Refresher Courses

World Congress offers a full day of Refresher Courses on 19 September. Attendees must register for World Congress.

Refresher Courses:
Provide attendees opportunities to learn the latest information on an array of topics that are critical to the study of pain.
Carry a separate registration fee covering the course, syllabus, and a coffee break.

Classroom 3

Refresher Course Topics

An Evidence-Based Approach to Chronic Abdominopelvic Pain

This session considers 3 key areas relating to the generation/maintenance of chronic abdominopelvic pain and its management.

Assessment, Mechanism-Based Pharmacological and Interventional Treatment for Neuropathic Pain

Join Jijun Xu, Nadien Attal, and Jianguo Cheng for an assessment of mechanism-based pharmacological and interventional treatment for neuropathic pain

Caring for Youth with Migraine and Other Headache Disorders: What the Evidence Suggests

This course will provide a contemporary update on how the evidence base is translated into current interdisciplinary care internationally. In addition, currently funded science by the NIH and industry will be highlighted, providing a glimpse into the future of pediatric headache medicine.

Cortical Signatures in Pain Conditions

Discrete pain processing pathways are regulated differentially according to the cognitive status of the individual. In this refresher course, the neuroanatomical framework by which distinct aspects of nociception are subserved will be discussed.

CRPS from Bedside to Bench

The aim of the refresher course is to educate course attendees in the clinical presentation of CRPS including the variability in the clinical picture, and furthermore to describe the current understanding of CRPS pathophysiology based on the most recent research findings.

Intensive Interdisciplinary Pain Treatment for Pediatric Chronic Pain

Chronic pain is a prevalent, highly disabling condition among children and adolescents, resulting in physical limitations, school absences, social problems, and psychological comorbidities. Research in pediatric chronic pain shows that function improves before pain but can be hard to accomplish in traditional outpatient, multidisciplinary settings.
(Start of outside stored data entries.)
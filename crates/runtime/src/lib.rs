//! tether runtime - transport, correlation, and errors
//!
//! This crate provides the plumbing between the test runner and the in-app
//! synchronization agent:
//!
//! - **Transport**: the [`Transport`] trait and its WebSocket implementation
//! - **Correlation**: [`InFlightRegistry`], pairing each sent message with
//!   the reply carrying the same `messageId`
//! - **Events**: [`EventCallbacks`] for frames that arrive without a request
//! - **Errors**: the [`Error`] taxonomy shared by every layer above
//!
//! # Architecture
//!
//! ```text
//! ┌──────────────┐
//! │    tether    │  Client orchestrator, action catalogue
//! └──────┬───────┘
//!        │ dyn Transport
//! ┌──────▼───────┐
//! │tether-runtime│  This crate
//! │  ┌────────┐  │
//! │  │ Router │  │  reply vs. event classification
//! │  └────────┘  │
//! │  ┌────────┐  │
//! │  │   WS   │  │  tokio-tungstenite reader/writer tasks
//! │  └────────┘  │
//! └──────────────┘
//! ```

pub mod error;
pub mod events;
pub mod in_flight;
pub mod transport;

pub use error::{Error, Result};
pub use events::{EventCallbacks, EventHandler};
pub use in_flight::{InFlightRegistry, InFlightRequest, PendingReply};
pub use transport::{BoxFuture, FrameRouter, Routed, Transport, WebSocketTransport};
Neuro-Immune Interactions in Chronic Pain – A Topical Overview

Neuro-immune interactions are crucial to many chronic pain states. This workshop will not only provide an overview of the “classical players” that have been implicated, e.g. macrophages and microglia, but will also introduce attendees to recent topical ideas and findings.
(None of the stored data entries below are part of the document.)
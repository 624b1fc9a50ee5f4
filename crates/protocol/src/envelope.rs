//! Framed message envelope and correlation ids.

use serde::{Deserialize, Serialize};
use serde_json::Value;

/// Correlation token pairing an outbound message with its reply.
///
/// Ids handed out by a transport counter start at zero and grow. Singleton
/// actions use the negative values in [`ids`] instead.
pub type MessageId = i64;

/// Reserved message ids for singleton actions.
pub mod ids {
	use super::MessageId;

	/// Shared by the ready handshake and a React Native reload, both answered by `ready`.
	pub const READY: MessageId = -1000;
	/// App crash notice pushed by the agent right before the process dies.
	pub const APP_WILL_TERMINATE: MessageId = -10000;
	/// Main-thread hang notice.
	pub const APP_NONRESPONSIVE: MessageId = -10001;
}

/// A single protocol frame.
#[derive(Debug, Clone, PartialEq, Serialize, Deserialize)]
pub struct Envelope {
	/// Message kind (e.g. `"invoke"`, `"cleanupDone"`).
	#[serde(rename = "type")]
	pub kind: String,
	/// Kind-specific parameters. Absent params deserialize as an empty object.
	#[serde(default = "empty_params")]
	pub params: Value,
	/// Correlation id. Frames from older agents may omit it.
	#[serde(rename = "messageId", default, skip_serializing_if = "Option::is_none")]
	pub message_id: Option<MessageId>,
}

fn empty_params() -> Value {
	Value::Object(Default::default())
}

impl Envelope {
	/// Builds an outbound frame.
	pub fn new(kind: impl Into<String>, params: Value, message_id: MessageId) -> Self {
		Self {
			kind: kind.into(),
			params,
			message_id: Some(message_id),
		}
	}

	/// Parses a raw text frame.
	pub fn parse(raw: &str) -> serde_json::Result<Self> {
		serde_json::from_str(raw)
	}

	/// Serializes to the text form sent on the wire.
	pub fn to_text(&self) -> serde_json::Result<String> {
		serde_json::to_string(self)
	}
}

/// Reads only the correlation id out of a raw frame.
///
/// Used by transports to route a frame without committing to its shape.
pub fn peek_message_id(raw: &str) -> Option<MessageId> {
	#[derive(Deserialize)]
	struct Peek {
		#[serde(rename = "messageId")]
		message_id: Option<MessageId>,
	}

	serde_json::from_str::<Peek>(raw).ok().and_then(|p| p.message_id)
}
Neuropathic Pain Assessment in Real Life: From the Bedside to the Lab

This refresher course is intended to provide clinicians and basic scientists interested in practical aspects of neuropathic pain diagnosis with a critical, real-life, and evidence-based approach to the challenges in diagnosing and interpreting confirmatory tests for neuropathic pain.

Nociception and Neuroplasticity: Peripheral and Central Mechanisms

This refresher course will discuss the intricate mechanisms that underlie afferent nerve stimulation, peripheral and central sensitization, and spinal cord/brain encoding of pain.

Pain & Work: Evidence Based Practice to Enhance Work Participation and Quality of Life

This course will provide participants with state-of-the-art evidence on the interplay between chronic pain and work. We will present the evidence for this along with characteristics for ‘good’ work, how leading biopsychosocial work-health integration models, their principles, and supporting evidence can be applied to clinical care, and successful examples of integration of pain care and work, including integrated workplace-based interventions to reduce pain and increase work participation, quality of life, and productivity.

Placebo and Nocebo Effects: Basic Science and Implications for Clinical Trials and Clinical Practice

During the last decade, psychological and neurobiological mechanisms underlying placebo and nocebo effects have been identified, and by now it is possible to outline how this knowledge may influence the design and outcome of clinical trials as well as to which extent these effects can be optimized in clinical practice in ethically appropriate ways.

The Central Amygdala in Chronic Pain – Circuit, Neuropeptides, and Nociplasticity

Evidence in human studies also suggests the involvement of the CeA in patients with chronic pain, suggesting understanding its function would have translational value to tackle the unexplored mechanisms underlying chronic nociplastic pain. This refresher course will provide you with the most updated information to understand the CeA and what makes the CeA the primary player in various forms of pain.